§ EXERCISE PROMPT
Your task is to work out how many lines in the data include the word "super". Reply with the number alone.

[Collected data entries]
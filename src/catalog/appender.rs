//! Append accumulated batches to an Iceberg table as one snapshot.

use std::collections::HashMap;
use std::sync::Arc;

use arrow_array_55 as arrow55_array;
use arrow_ipc_55 as arrow55_ipc;
use async_trait::async_trait;
use datafusion::arrow::record_batch::RecordBatch;
use iceberg::arrow::schema_to_arrow_schema;
use iceberg::spec::PROPERTY_COMMIT_NUM_RETRIES;
use iceberg::table::Table;
use iceberg::transaction::{ApplyTransactionAction, Transaction};
use iceberg::Catalog;
use tokio_util::sync::CancellationToken;
use tracing::{debug, info};

use super::writer::DataFileFanout;
use super::{AppendError, AppendSummary, CatalogAppender, CatalogDescriptor, TableName};
use crate::ingest::AccumulatedTable;

const TARGET_FILE_SIZE_PROPERTY: &str = "write.target-file-size-bytes";
const OBJECT_STORAGE_PROPERTY: &str = "write.object-storage.enabled";

#[derive(Debug)]
enum CatalogSource {
    /// Loaded per append, so each run sees fresh catalog credentials.
    Descriptor(CatalogDescriptor),
    Loaded(Arc<dyn Catalog>),
}

/// Writes Parquet data files for a table and commits them with a fast append.
#[derive(Debug)]
pub struct IcebergAppender {
    source: CatalogSource,
    table: TableName,
    default_target_file_size: usize,
}

impl IcebergAppender {
    pub fn new(
        descriptor: CatalogDescriptor,
        table: TableName,
        default_target_file_size: usize,
    ) -> Self {
        Self {
            source: CatalogSource::Descriptor(descriptor),
            table,
            default_target_file_size,
        }
    }

    /// Use an already-built catalog client.
    pub fn with_catalog(
        catalog: Arc<dyn Catalog>,
        table: TableName,
        default_target_file_size: usize,
    ) -> Self {
        Self {
            source: CatalogSource::Loaded(catalog),
            table,
            default_target_file_size,
        }
    }

    async fn catalog(&self) -> Result<Arc<dyn Catalog>, AppendError> {
        match &self.source {
            CatalogSource::Descriptor(descriptor) => descriptor.load().await,
            CatalogSource::Loaded(catalog) => Ok(catalog.clone()),
        }
    }

    fn target_file_size(&self, table: &Table) -> usize {
        table
            .metadata()
            .properties()
            .get(TARGET_FILE_SIZE_PROPERTY)
            .and_then(|v| v.parse::<usize>().ok())
            .filter(|size| *size > 0)
            .unwrap_or(self.default_target_file_size)
    }
}

#[async_trait]
impl CatalogAppender for IcebergAppender {
    fn target(&self) -> &TableName {
        &self.table
    }

    #[tracing::instrument(
        name = "iceberg_append",
        skip(self, data, abort),
        fields(iceload.table = %self.table, iceload.rows = data.num_rows())
    )]
    async fn append(
        &self,
        data: &AccumulatedTable,
        abort: &CancellationToken,
    ) -> Result<AppendSummary, AppendError> {
        let catalog = self.catalog().await?;
        let ident = self.table.to_ident()?;

        let table = catalog
            .load_table(&ident)
            .await
            .map_err(|e| AppendError::TableLoad(format!("{}: {}", self.table, e)))?;

        let object_storage = table
            .metadata()
            .properties()
            .get(OBJECT_STORAGE_PROPERTY)
            .map(String::as_str)
            .unwrap_or("(not set)");
        info!(
            table = %self.table,
            location = %table.metadata().location(),
            object_storage_enabled = %object_storage,
            "Target table loaded"
        );

        let table_schema = Arc::new(
            schema_to_arrow_schema(table.metadata().current_schema())
                .map_err(|e| AppendError::SchemaMismatch(e.to_string()))?,
        );
        check_columns(data.schema().fields(), &table_schema)?;

        // Batches cross the arrow version boundary one at a time; each bridged
        // copy is dropped once its rows are in a data file.
        let mut fanout = DataFileFanout::new(&table, self.target_file_size(&table))?;
        for batch in data.batches() {
            if abort.is_cancelled() {
                return Err(AppendError::Aborted);
            }
            let bridged = to_iceberg_arrow(batch)?;
            fanout.write(rebind(bridged, &table_schema)?).await?;
        }
        let data_files = fanout.finish().await?;
        let file_count = data_files.len();
        debug!(data_files = file_count, "Data files written");

        if abort.is_cancelled() {
            return Err(AppendError::Aborted);
        }
        // Past this point the commit runs to completion; its result is the run's result.
        let table = without_commit_retries(table)?;
        let tx = Transaction::new(&table);
        let action = tx.fast_append().add_data_files(data_files);
        let tx = action
            .apply(tx)
            .map_err(|e| AppendError::Commit(e.to_string()))?;
        let committed = tx
            .commit(catalog.as_ref())
            .await
            .map_err(|e| AppendError::Commit(e.to_string()))?;

        let snapshot_id = committed
            .metadata()
            .current_snapshot()
            .map(|s| s.snapshot_id());

        info!(
            table = %self.table,
            rows = data.num_rows(),
            data_files = file_count,
            snapshot_id = ?snapshot_id,
            "Append committed"
        );

        Ok(AppendSummary {
            rows: data.num_rows(),
            data_files: file_count,
            snapshot_id,
        })
    }
}

/// Pin `commit.retry.num-retries` to zero on the in-memory table handle so a
/// rejected commit fails the run instead of being retried.
fn without_commit_retries(table: Table) -> Result<Table, AppendError> {
    let metadata = table
        .metadata()
        .clone()
        .into_builder(None)
        .set_properties(HashMap::from([(
            PROPERTY_COMMIT_NUM_RETRIES.to_string(),
            "0".to_string(),
        )]))
        .and_then(|builder| builder.build())
        .map_err(|e| AppendError::Commit(e.to_string()))?
        .metadata;

    let mut builder = Table::builder()
        .file_io(table.file_io().clone())
        .metadata(metadata)
        .identifier(table.identifier().clone());
    if let Some(location) = table.metadata_location() {
        builder = builder.metadata_location(location);
    }
    builder
        .build()
        .map_err(|e| AppendError::Commit(e.to_string()))
}

/// Convert one engine batch (arrow 56) to the arrow version iceberg writes
/// (arrow 55) using IPC serialization as a bridge between arrow versions.
fn to_iceberg_arrow(batch: &RecordBatch) -> Result<arrow55_array::RecordBatch, AppendError> {
    use arrow55_ipc::reader::StreamReader as Arrow55StreamReader;
    use datafusion::arrow::ipc::writer::StreamWriter as DatafusionStreamWriter;

    let mut buffer = Vec::new();
    {
        let mut stream_writer = DatafusionStreamWriter::try_new(&mut buffer, batch.schema().as_ref())
            .map_err(|e| AppendError::Conversion(format!("IPC write error: {}", e)))?;
        stream_writer
            .write(batch)
            .map_err(|e| AppendError::Conversion(format!("IPC write error: {}", e)))?;
        stream_writer
            .finish()
            .map_err(|e| AppendError::Conversion(format!("IPC finish error: {}", e)))?;
    }

    let cursor = std::io::Cursor::new(buffer);
    let mut stream_reader = Arrow55StreamReader::try_new(cursor, None)
        .map_err(|e| AppendError::Conversion(format!("IPC read error: {}", e)))?;

    stream_reader
        .next()
        .ok_or_else(|| AppendError::Conversion("Empty IPC stream".to_string()))?
        .map_err(|e| AppendError::Conversion(format!("IPC read error: {}", e)))
}

/// Columns are matched by position and must carry the table's names.
fn check_columns(
    extracted: &datafusion::arrow::datatypes::Fields,
    table_schema: &arrow_schema_55::Schema,
) -> Result<(), AppendError> {
    let actual: Vec<&str> = extracted.iter().map(|f| f.name().as_str()).collect();
    let expected: Vec<&str> = table_schema.fields().iter().map(|f| f.name().as_str()).collect();
    if actual != expected {
        return Err(AppendError::SchemaMismatch(format!(
            "extracted columns {:?} do not match table columns {:?}",
            actual, expected
        )));
    }
    Ok(())
}

/// Attach the table's Arrow schema (with Iceberg field ids) to a bridged batch.
fn rebind(
    batch: arrow55_array::RecordBatch,
    table_schema: &Arc<arrow_schema_55::Schema>,
) -> Result<arrow55_array::RecordBatch, AppendError> {
    arrow55_array::RecordBatch::try_new(table_schema.clone(), batch.columns().to_vec())
        .map_err(|e| AppendError::SchemaMismatch(e.to_string()))
}

#[cfg(test)]
mod tests {
    use super::*;
    use datafusion::arrow::array::{ArrayRef, Int64Array, StringArray};
    use datafusion::arrow::datatypes::{DataType, Field, Schema};
    use iceberg::spec::{NestedField, PrimitiveType, Type};

    fn batch(ids: Vec<i64>) -> RecordBatch {
        let schema = Arc::new(Schema::new(vec![
            Field::new("id", DataType::Int64, false),
            Field::new("name", DataType::Utf8, true),
        ]));
        let names: Vec<Option<String>> = ids.iter().map(|i| Some(format!("row-{}", i))).collect();
        RecordBatch::try_new(
            schema,
            vec![
                Arc::new(Int64Array::from(ids)) as ArrayRef,
                Arc::new(StringArray::from(names)) as ArrayRef,
            ],
        )
        .unwrap()
    }

    fn table_schema() -> Arc<arrow_schema_55::Schema> {
        let schema = iceberg::spec::Schema::builder()
            .with_fields(vec![
                NestedField::required(1, "id", Type::Primitive(PrimitiveType::Long)).into(),
                NestedField::optional(2, "name", Type::Primitive(PrimitiveType::String)).into(),
            ])
            .build()
            .unwrap();
        Arc::new(schema_to_arrow_schema(&schema).unwrap())
    }

    #[test]
    fn test_bridge_preserves_rows_and_names() {
        let converted = to_iceberg_arrow(&batch(vec![1, 2, 3])).unwrap();

        assert_eq!(converted.num_rows(), 3);
        assert_eq!(converted.schema().field(1).name(), "name");
    }

    #[test]
    fn test_rebind_attaches_field_ids() {
        let schema = table_schema();
        let bound = rebind(to_iceberg_arrow(&batch(vec![1, 2])).unwrap(), &schema).unwrap();

        assert_eq!(bound.schema(), schema);
        assert!(bound
            .schema()
            .field(0)
            .metadata()
            .contains_key("PARQUET:field_id"));
    }

    #[test]
    fn test_check_columns_rejects_renamed_column() {
        let extracted = batch(vec![1]).schema().fields().clone();
        assert!(check_columns(&extracted, &table_schema()).is_ok());

        let renamed = Schema::new(vec![
            Field::new("id", DataType::Int64, false),
            Field::new("label", DataType::Utf8, true),
        ]);
        let err = check_columns(renamed.fields(), &table_schema()).unwrap_err();
        assert!(matches!(err, AppendError::SchemaMismatch(_)));
    }
}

§ ANSWER TO THE EXERCISE
3